Trump Administration Proposes Rule to Cut Medicare Drug Costs
The Trump administration on Thursday proposed a new rule aimed at preventing hospitals from charging markups on discounted drugs purchased through the 340B program, a move that officials say could save Medicare patients $1.1 billion in out-of-pocket costs next year, according to AP News.
The proposed rule, announced by the Centers for Medicare & Medicaid Services (CMS), would fundamentally change how the federal government reimburses hospitals that participate in the 340B drug discount program, capping payments at the average sales price minus 33.4% — roughly a 40% cut from current levels.
How the 340B Program Works
Created by Congress in 1992, the 340B program allows hospitals that serve large numbers of low-income and uninsured patients to purchase outpatient prescription drugs at discounts typically ranging from 20% to 50% below the average sales price. Under current Medicare Part B rules, hospitals are reimbursed at the drug’s average sales price plus 6%, meaning those that acquire drugs through 340B can bill Medicare at rates far exceeding their actual costs.

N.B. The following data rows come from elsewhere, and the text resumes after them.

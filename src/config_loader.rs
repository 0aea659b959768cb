use crate::config::Config;
use color_eyre::eyre::{Context, Result};
use log::info;
use std::fs::File;
use std::path::Path;

/// Load, parse and validate configuration from a YAML file
pub fn load_config(config_path: &Path) -> Result<Config> {
    info!("Loading configuration from: {:?}", config_path);

    let file = File::open(config_path)
        .with_context(|| format!("Failed to open config file {:?}", config_path))?;

    let config: Config = serde_yaml::from_reader(file)
        .with_context(|| format!("Failed to parse config file {:?}", config_path))?;

    config.validate()?;

    info!(
        "Loaded {} of {} bytes over {} dimension(s), {} NPUs",
        config.collective.com_type,
        config.collective.data_size,
        config.network.dims.len(),
        config.npus_count()
    );

    Ok(config)
}
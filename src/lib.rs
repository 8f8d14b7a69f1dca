pub mod api;
pub mod config;
pub mod db;
pub mod error;
pub mod forms;
pub mod models;
pub mod state;
pub mod views;

pub use api::router;
pub use state::AppState;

The AP report provides a stark example: for the prostate cancer drug Lupron Depot, a 340B hospital can acquire a dose for roughly $700 but receives approximately $4,000 in Medicare reimbursement plus $1,000 from patient co-payments.
Patient Savings and Impact
CMS estimates that the average older adult with Medicare Part B coverage who receives one of these drugs would save approximately $800 per year in co-payments. A White House official told the AP that 10-year savings could total roughly $20 billion. In total, CMS projects the rule would reduce drug spending by $5.7 billion in 2027 alone, including $1.15 billion in direct beneficiary savings.
“This proposed rule focuses squarely on patient affordability by strengthening our utilization management tools, aligning drug payments with actual acquisition costs, and removing site-of-care disparities that have unnecessarily driven up costs for millions of seniors,” CMS Administrator Dr. Mehmet Oz said in a press release.
Hospital Opposition
The proposal has drawn sharp criticism from hospital groups. Ashley Thompson, senior vice president for public policy at the American Hospital Association, argued that “[t]hese proposals will undermine the ability of hospitals to maintain essential services and protect affordable access to care for those who depend on the 340B program.”
Jennifer DeCubellis, president and CEO of America’s Essential Hospitals, told Healthcare Dive that the proposed rule “takes an axe to critical funding that supports essential hospitals without concern for how it will affect the patients they serve.”
Legal and Political Context
This is the second time the Trump administration has attempted to rein in 340B payments. A similar policy during Trump’s first term was struck down by the Supreme Court in 2022 in American Hospital Association v. Becerra because the government had not conducted a survey of hospital drug acquisition costs.
This time, the administration conducted that survey after President Trump signed an executive order in April 2025. The survey found “significant disparities” between what hospitals pay for drugs through 340B and what they pay outside the program, potentially strengthening the government’s legal standing. However, analysts at TD Cowen noted the policy “will probably still be challenged.”
Broader Policy Package
The 340B payment change is part of a larger CMS rule that also proposes expanding site-neutral payments for imaging services — estimated to save $260 million in the first year — adding prior authorization requirements for Botox injections, and seeking public input on hospital price transparency. The rule is part of the 2027 Hospital Outpatient Prospective Payment System, which also includes a 2.4% increase in outpatient pay.
Because the 340B policy must be budget-neutral, regulators are proposing to increase outpatient payments for non-drug services by an equivalent amount, which would benefit non-340B providers including for-profit hospitals.
What’s Next
The proposed rule is now open for a 60-day public comment period following its publication in the Federal Register. If finalized, it would take effect at the start of 2027. The rule comes during an election year as the Trump administration seeks to demonstrate action on healthcare affordability, though legal challenges from hospital groups are widely expected.
Senator Bill Cassidy (R-LA), chairman of the Senate HELP Committee, released separate 340B reform legislation on June 25, signaling ongoing congressional interest in reshaping the program beyond the administration’s regulatory efforts.